Born on October 6, 1846 in the town of Central Bridge near Albany, New York, George Westinghouse Jr. was the son of a machine shop owner. From his youth, he exhibited talent at machinery and business. 

Just 15 when the Civil War broke out, Westinghouse enlisted in the New York National Guard and served until his parents urged him to return home. In April 1863 he persuaded his parents to let him re-enlist. He then joined the 16th New York Cavalry and rose to the rank of corporal. In December 1864, he resigned from the Army and joined the Navy, where he served as Assistant Engineer on the gunboat USS Muscoota through the war’s end.  

After his discharge in August 1865, Westinghouse returned to his family and enrolled at Union College in Schenectady. However, he quickly lost interest in the curriculum and dropped out. He had other ideas to pursue. Westinghouse was 19 when he patented his first invention, a rotary steam engine. At age 21 he invented a “car replacer” to guide derailed railroad cars back onto the tracks and a reversible “frog,” a device to switch trains between tracks.

But the Westinghouse invention that revolutionized the railroad industry was the air brake, which finally gave engineers a quick, safe, reliable way to stop their trains. Automatic signaling systems he subsequently developed also greatly improved railroad safety and efficiency. 

Over his life, Westinghouse’s creative genius found many other outlets in addition to railroads. 

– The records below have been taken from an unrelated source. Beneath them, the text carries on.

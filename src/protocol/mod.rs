//! Remote-arena line protocol.
//!
//! The arena server talks a line-oriented ASCII protocol. This module holds
//! the codec and the client-side state machine; reading and writing the
//! socket is left to the caller.
//!
//! ## Flow
//!
//! ```text
//! client: ROLE X bot alphazero
//! server: INFO You are X (bot)
//! server: STATE
//! server: turn=X
//! server: status=ongoing
//! server: pieces=a1:x,b1:x,...
//! server: END
//! client: MOVE a1,a2 c3b
//! ```
//!
//! ## Components
//!
//! - `coord`: algebraic square names (`a1` is the bottom-left cell)
//! - `message`: client lines (`ROLE`, `MOVE`, `GET_STATE`)
//! - `snapshot`: parsing `STATE` blocks and rebuilding a `Board`
//! - `session`: line buffering, move counting and the history cache
//! - `bot`: a session driven by `MCTSSearch`

pub mod bot;
pub mod coord;
pub mod message;
pub mod session;
pub mod snapshot;

use thiserror::Error;

use crate::mcts::SearchError;

/// Errors raised by the arena driver.
#[derive(Debug, Clone, PartialEq, Error)]
pub enum ProtocolError {
    #[error("invalid coordinate: {0:?}")]
    InvalidCoordinate(String),

    #[error("invalid move text: {0:?}")]
    InvalidMove(String),

    #[error("search failed: {0}")]
    Search(#[from] SearchError),
}

// Re-export main types
pub use bot::ArenaBot;
pub use message::{format_move_text, parse_move_text, ClientMessage, RoleRequest};
pub use session::{ArenaSession, SessionEvent};
pub use snapshot::{GameStatus, StateSnapshot};
//! MCTS search statistics for diagnostics and tuning.

use serde::{Deserialize, Serialize};

/// Statistics collected during one `search` call.
#[derive(Clone, Debug, Default, PartialEq, Serialize, Deserialize)]
pub struct SearchStats {
    /// Simulations run.
    pub simulations: u32,

    /// Nodes expanded (oracle calls).
    pub nodes_expanded: u32,

    /// Simulations that ended on a finished game.
    pub terminal_hits: u32,

    /// Longest path walked from the root, in plies.
    pub max_depth: u32,

    /// Total time spent searching (microseconds).
    pub time_us: u64,
}

impl SearchStats {
    /// Create new empty statistics.
    pub fn new() -> Self {
        Self::default()
    }

    /// Reset all statistics to zero.
    pub fn reset(&mut self) {
        *self = Self::default();
    }

    /// Calculate simulations per second.
    #[must_use]
    pub fn simulations_per_second(&self) -> f64 {
        if self.time_us == 0 {
            0.0
        } else {
            self.simulations as f64 / (self.time_us as f64 / 1_000_000.0)
        }
    }

    /// Fraction of simulations that needed an oracle call.
    #[must_use]
    pub fn expansion_rate(&self) -> f64 {
        if self.simulations == 0 {
            0.0
        } else {
            self.nodes_expanded as f64 / self.simulations as f64
        }
    }
}
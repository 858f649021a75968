//! Arena client that answers positions with MCTS.

use tracing::{error, info};

use crate::core::{Action, Board};
use crate::mcts::{MCTSConfig, MCTSSearch};
use crate::nn::Oracle;

use super::message::{format_move_text, ClientMessage, RoleRequest};
use super::session::{ArenaSession, SessionEvent};
use super::ProtocolError;

/// Default simulations per move.
pub const DEFAULT_SIMULATIONS: u32 = 100;

/// An `ArenaSession` plus a search engine.
///
/// Feed it server text; it returns the lines to send back. Socket handling
/// stays with the caller.
///
/// ## Example
///
/// ```
/// use contrast_zero::mcts::MCTSConfig;
/// use contrast_zero::nn::UniformOracle;
/// use contrast_zero::protocol::ArenaBot;
///
/// let mut bot = ArenaBot::new(UniformOracle, MCTSConfig::for_evaluation()).with_simulations(8);
/// assert_eq!(bot.handshake_line(), "ROLE - AlphaZero alphazero\n");
///
/// let state = "STATE\nturn=X\nstatus=ongoing\n\
///     pieces=a1:x,b1:x,c1:x,d1:x,e1:x,a5:o,b5:o,c5:o,d5:o,e5:o\nEND\n";
/// let replies = bot.feed(state).unwrap();
/// assert!(replies[0].starts_with("MOVE "));
/// ```
pub struct ArenaBot<O: Oracle> {
    session: ArenaSession,
    search: MCTSSearch<O>,
    simulations: u32,
    role: RoleRequest,
    name: String,
    model: String,
}

impl<O: Oracle> ArenaBot<O> {
    pub fn new(oracle: O, config: MCTSConfig) -> Self {
        Self {
            session: ArenaSession::new(),
            search: MCTSSearch::new(oracle, config),
            simulations: DEFAULT_SIMULATIONS,
            role: RoleRequest::Any,
            name: "AlphaZero".to_string(),
            model: "alphazero".to_string(),
        }
    }

    /// Set the number of simulations per move.
    #[must_use]
    pub fn with_simulations(mut self, simulations: u32) -> Self {
        self.simulations = simulations;
        self
    }

    /// Set the role requested in the handshake.
    #[must_use]
    pub fn with_role(mut self, role: RoleRequest) -> Self {
        self.role = role;
        self
    }

    /// Set the nickname reported to the server.
    #[must_use]
    pub fn with_name(mut self, name: impl Into<String>) -> Self {
        self.name = name.into();
        self
    }

    /// Set the model name reported to the server.
    #[must_use]
    pub fn with_model(mut self, model: impl Into<String>) -> Self {
        self.model = model.into();
        self
    }

    #[must_use]
    pub fn session(&self) -> &ArenaSession {
        &self.session
    }

    #[must_use]
    pub fn search(&self) -> &MCTSSearch<O> {
        &self.search
    }

    /// The `ROLE` line to send right after connecting.
    #[must_use]
    pub fn handshake_line(&self) -> String {
        ClientMessage::Role {
            role: self.role,
            name: self.name.clone(),
            model: self.model.clone(),
        }
        .to_line()
    }

    /// Handle raw server text; returns the lines to send, in order.
    pub fn feed(&mut self, chunk: &str) -> Result<Vec<String>, ProtocolError> {
        let mut replies = Vec::new();
        for event in self.session.feed(chunk) {
            if let Some(line) = self.respond(event)? {
                replies.push(line);
            }
        }
        Ok(replies)
    }

    /// Handle one server line; returns the `MOVE` line if one is due.
    pub fn handle_line(&mut self, line: &str) -> Result<Option<String>, ProtocolError> {
        match self.session.handle_line(line) {
            Some(event) => self.respond(event),
            None => Ok(None),
        }
    }

    /// Pick the most visited action for `board`, `None` if it has no legal
    /// action.
    pub fn choose_action(&mut self, board: &Board) -> Result<Option<Action>, ProtocolError> {
        info!("Running MCTS ({} sims)...", self.simulations);
        let result = self.search.search(board, self.simulations)?;
        let Some(action) = result.best_action() else {
            return Ok(None);
        };

        info!(
            "AI action ({}): {} Q={:.3} visits={} net_root={:.3}",
            board.to_move().symbol(),
            format_move_text(action),
            result.value(action).unwrap_or(0.0),
            result.total_visits,
            result.root_value,
        );
        Ok(Some(action))
    }

    fn respond(&mut self, event: SessionEvent) -> Result<Option<String>, ProtocolError> {
        match event {
            SessionEvent::ToMove(board) => {
                let Some(action) = self.choose_action(&board)? else {
                    error!("No action available");
                    return Ok(None);
                };
                let line = ClientMessage::Move(action).to_line();
                info!("Sending move: {}", format_move_text(action));
                self.session.mark_move_sent();
                Ok(Some(line))
            }
            SessionEvent::GameOver(_) => {
                self.search.clear();
                Ok(None)
            }
            SessionEvent::Info(_) | SessionEvent::Error(_) | SessionEvent::Waiting(_) => Ok(None),
        }
    }
}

  • His conceptualization and inventions for the production and distribution of natural gas unleashed a whole new form of energy. 
  • After lighting the 1893 Chicago World Fair and harnessing Niagara Falls to generate electricity, his vision of alternating current (AC) for delivering electricity was eventually adopted worldwide. 
  • Over his 42-year career, Westinghouse was granted 361 patents, averaging one every seven weeks. 

As much a visionary entrepreneur as a gifted inventor, he founded the Westinghouse Air Brake Company in 1869, Union Switch and Signal in 1881, the Philadelphia Company in 1884, Westinghouse Electric in 1886, and 60 other companies, several which still survive, some as Fortune 500 enterprises.  

A progressive thinker and humanistic industrialist, Westinghouse was the nation’s first employer to implement nine-hour workdays, 55-hour workweeks, and half-holidays on Saturdays.  He was a pioneer in providing educational and cultural opportunities for his employees and paid higher wages to get better craftsman and engineers. None of his companies ever suffered a labor strike while he was alive. Indeed, 15 years after he died, 50,000 former employees contributed to erect a monument in his honor.

About him, historian James Van Trump wrote:

“There’s no doubt that Westinghouse was a great man, possibly the greatest who ever lived in Pittsburgh, and certainly greater than the business or financial “wizards” who manipulated other men’s ideas… Perhaps he might better be called an “inspired” mechanic of almost divine proportions, a Messiah of the mechanistic 19th century. What was in his mind and what emerged from his hand turned miraculously into devices that have helped transform the world.”

Westinghouse died March 12, 1914. As a Civil War veteran, both he and his wife are buried in Arlington National Cemetery.

We’ll leave the last word about Westinghouse to Westinghouse himself: 

If someday they say of me that in my work, I have contributed something to the welfare and happiness of my fellow man, I shall be satisfied.